Le Piccinino, en proie à mille sentiments divers, croisa ses bras sur sa poitrine, et, le dos appuyé contre la muraille, il contempla en silence son frère et sa belle-mère, comme s'il eût voulu douter encore de la vérité. Michel se leva, marcha vers lui, et, lui tendant la main:

«Ton erreur a fait ton crime, dit-il, et je dois te le pardonner, puisque moi-même aussi je l'aimais sans savoir que j'avais le bonheur d'être son fils. Ah! ne trouble pas ma joie par ton ressentiment! Sois mon frère, comme je veux être le tien! Au nom de Dieu qui nous ordonne de nous aimer, mets ta main dans la mienne, et viens aux pieds de ma mère pour qu'elle te pardonne et te bénisse avec moi.»

A ces paroles, dites avec l'effusion d'un coeur généreux et sincère, le Piccinino faillit s'attendrir; sa poitrine se serra comme si les larmes allaient le gagner; mais l'orgueil fut plus fort que la voix de la nature, et il rougit de l'émotion qui avait menacé de le vaincre.

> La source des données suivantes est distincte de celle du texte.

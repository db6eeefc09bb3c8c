//! Searchable Select Widget
//! Text box that filters a candidate list by case-insensitive substring.

use egui::{Color32, RichText, ScrollArea, TextEdit};

const LIST_MAX_HEIGHT: f32 = 160.0;
const PLACEHOLDER: &str = "Search…";

/// Options containing `query` (trimmed, case-insensitive), in original order.
/// A blank query keeps everything.
pub fn filter_options<'a>(options: &'a [String], query: &str) -> Vec<&'a String> {
    let needle = query.trim().to_lowercase();
    if needle.is_empty() {
        return options.iter().collect();
    }
    options
        .iter()
        .filter(|opt| opt.to_lowercase().contains(&needle))
        .collect()
}

/// Query text and open flag for one dropdown. The selected value itself lives
/// with the parent form.
pub struct SearchableSelect {
    id: &'static str,
    label: &'static str,
    query: String,
    open: bool,
}

impl SearchableSelect {
    pub fn new(id: &'static str, label: &'static str) -> Self {
        Self {
            id,
            label,
            query: String::new(),
            open: false,
        }
    }

    pub fn open(&mut self) {
        self.open = true;
    }

    pub fn close(&mut self) {
        self.open = false;
    }

    pub fn is_open(&self) -> bool {
        self.open
    }

    pub fn query(&self) -> &str {
        &self.query
    }

    /// Replace the typed text. The parent's selected value is untouched.
    pub fn set_query(&mut self, query: impl Into<String>) {
        self.query = query.into();
    }

    pub fn filtered<'a>(&self, options: &'a [String]) -> Vec<&'a String> {
        filter_options(options, self.query())
    }

    /// Pick an option: the query shows its label, the list closes, and the
    /// value is returned for the parent to store.
    pub fn select(&mut self, option: &str) -> String {
        self.query = option.to_string();
        self.open = false;
        option.to_string()
    }

    /// Draw the control. Returns the newly selected value, if any.
    pub fn show(&mut self, ui: &mut egui::Ui, options: &[String], current: &str) -> Option<String> {
        let mut selected: Option<String> = None;

        ui.label(RichText::new(self.label).size(13.0).strong());
        let response = ui.add(
            TextEdit::singleline(&mut self.query)
                .id_salt(self.id)
                .hint_text(PLACEHOLDER)
                .desired_width(f32::INFINITY),
        );
        if response.gained_focus() || response.clicked() {
            self.open();
        }
        if response.has_focus() && ui.input(|i| i.key_pressed(egui::Key::Escape)) {
            self.close();
        }

        if self.is_open() {
            let filtered = self.filtered(options);
            let row_height = ui.spacing().interact_size.y;

            egui::Frame::none()
                .stroke(ui.visuals().widgets.noninteractive.bg_stroke)
                .rounding(5.0)
                .inner_margin(4.0)
                .show(ui, |ui| {
                    if filtered.is_empty() {
                        ui.label(RichText::new("No results").size(12.0).color(Color32::GRAY));
                        return;
                    }
                    ScrollArea::vertical()
                        .id_salt(self.id)
                        .max_height(LIST_MAX_HEIGHT)
                        .auto_shrink([false, true])
                        .show_rows(ui, row_height, filtered.len(), |ui, row_range| {
                            for option in &filtered[row_range] {
                                if ui
                                    .selectable_label(current == option.as_str(), option.as_str())
                                    .clicked()
                                {
                                    selected = Some((*option).clone());
                                }
                            }
                        });
                });
        }

        selected.map(|value| self.select(&value))
    }
}

#[cfg(test)]
mod tests {
    use super::*;

    fn options() -> Vec<String> {
        ["Acme Pump", "Acme Laser", "Beta Monitor"]
            .iter()
            .map(|s| s.to_string())
            .collect()
    }

    #[test]
    fn filters_case_insensitively_in_order() {
        let options = options();
        assert_eq!(filter_options(&options, "acme"), ["Acme Pump", "Acme Laser"]);
        assert_eq!(filter_options(&options, "MONITOR"), ["Beta Monitor"]);
        assert_eq!(filter_options(&options, "a l"), ["Acme Laser"]);
    }

    #[test]
    fn blank_query_keeps_full_list() {
        let options = options();
        assert_eq!(filter_options(&options, "").len(), 3);
        assert_eq!(filter_options(&options, "   ").len(), 3);
    }

    #[test]
    fn unmatched_query_is_empty() {
        assert!(filter_options(&options(), "gamma").is_empty());
    }

    #[test]
    fn query_is_trimmed() {
        assert_eq!(filter_options(&options(), "  pump "), ["Acme Pump"]);
    }

    #[test]
    fn select_sets_query_closes_and_emits() {
        let mut select = SearchableSelect::new("device", "Device Name");
        select.open();
        select.set_query("las");
        assert!(select.is_open());
        assert_eq!(select.filtered(&options()), ["Acme Laser"]);

        let value = select.select("Acme Laser");
        assert_eq!(value, "Acme Laser");
        assert_eq!(select.query(), "Acme Laser");
        assert!(!select.is_open());
    }

    #[test]
    fn opening_without_query_shows_everything() {
        let mut select = SearchableSelect::new("class", "Classification");
        select.open();
        assert_eq!(select.filtered(&options()).len(), 3);
        select.close();
        assert!(!select.is_open());
    }

    #[test]
    fn typing_filters_without_selecting() {
        let mut select = SearchableSelect::new("manufacturer", "Manufacturer Name");
        select.set_query("BETA");
        assert_eq!(select.filtered(&options()), ["Beta Monitor"]);
        select.set_query("");
        assert_eq!(select.query(), "");
        assert_eq!(select.filtered(&options()).len(), 3);
    }
}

«Retire-toi de moi, dit-il au jeune homme, je ne te connais pas; je suis étranger à toutes ces sensibleries de famille. J'ai aimé ma mère aussi, moi; mais avec elle sont mortes toutes mes affections. Je n'ai jamais rien senti pour mon père, que j'ai à peine connu, et qui m'a fort peu aimé, si ce n'est que j'avais un peu de vanité d'être le seul fils avoué d'un prince et d'un héros. Je croyais que ma mère était la seule femme qu'il eût aimée; mais on m'apprend ici qu'il avait trompé ma mère, qu'il était l'époux d'une autre, et je ne puis être heureux de cette découverte. Tu es fils légitime, toi, et moi je ne suis qu'un bâtard. Je m'étais habitué à croire que j'étais le seul fondé à me parer, si bon me semblait, du nom que tu vas porter dans le monde et que nul ne te contestera. Et tu veux que je t'aime, toi, doublement patricien et prince par le fait de ton père et de ta mère? toi, riche, toi, qui vas devenir puissant dans la contrée où je suis errant et poursuivi! Toi, qui, bon ou mauvais Sicilien, seras ménagé et flatté par la cour de Naples, et qui ne croiras peut-être pas toujours pouvoir refuser les faveurs et les emplois! Toi qui commanderas peut-être des armées ennemies pour ravager les foyers de tes compatriotes! Toi qui, général, ministre ou magistrat, feras peut-être tomber ma tête, et clouer une sentence d'infamie au poteau où elle sera plantée, pour servir d'exemple et de menace à nos autres frères de la montagne? Tu veux que je t'aime? Je te hais et te maudis, au contraire!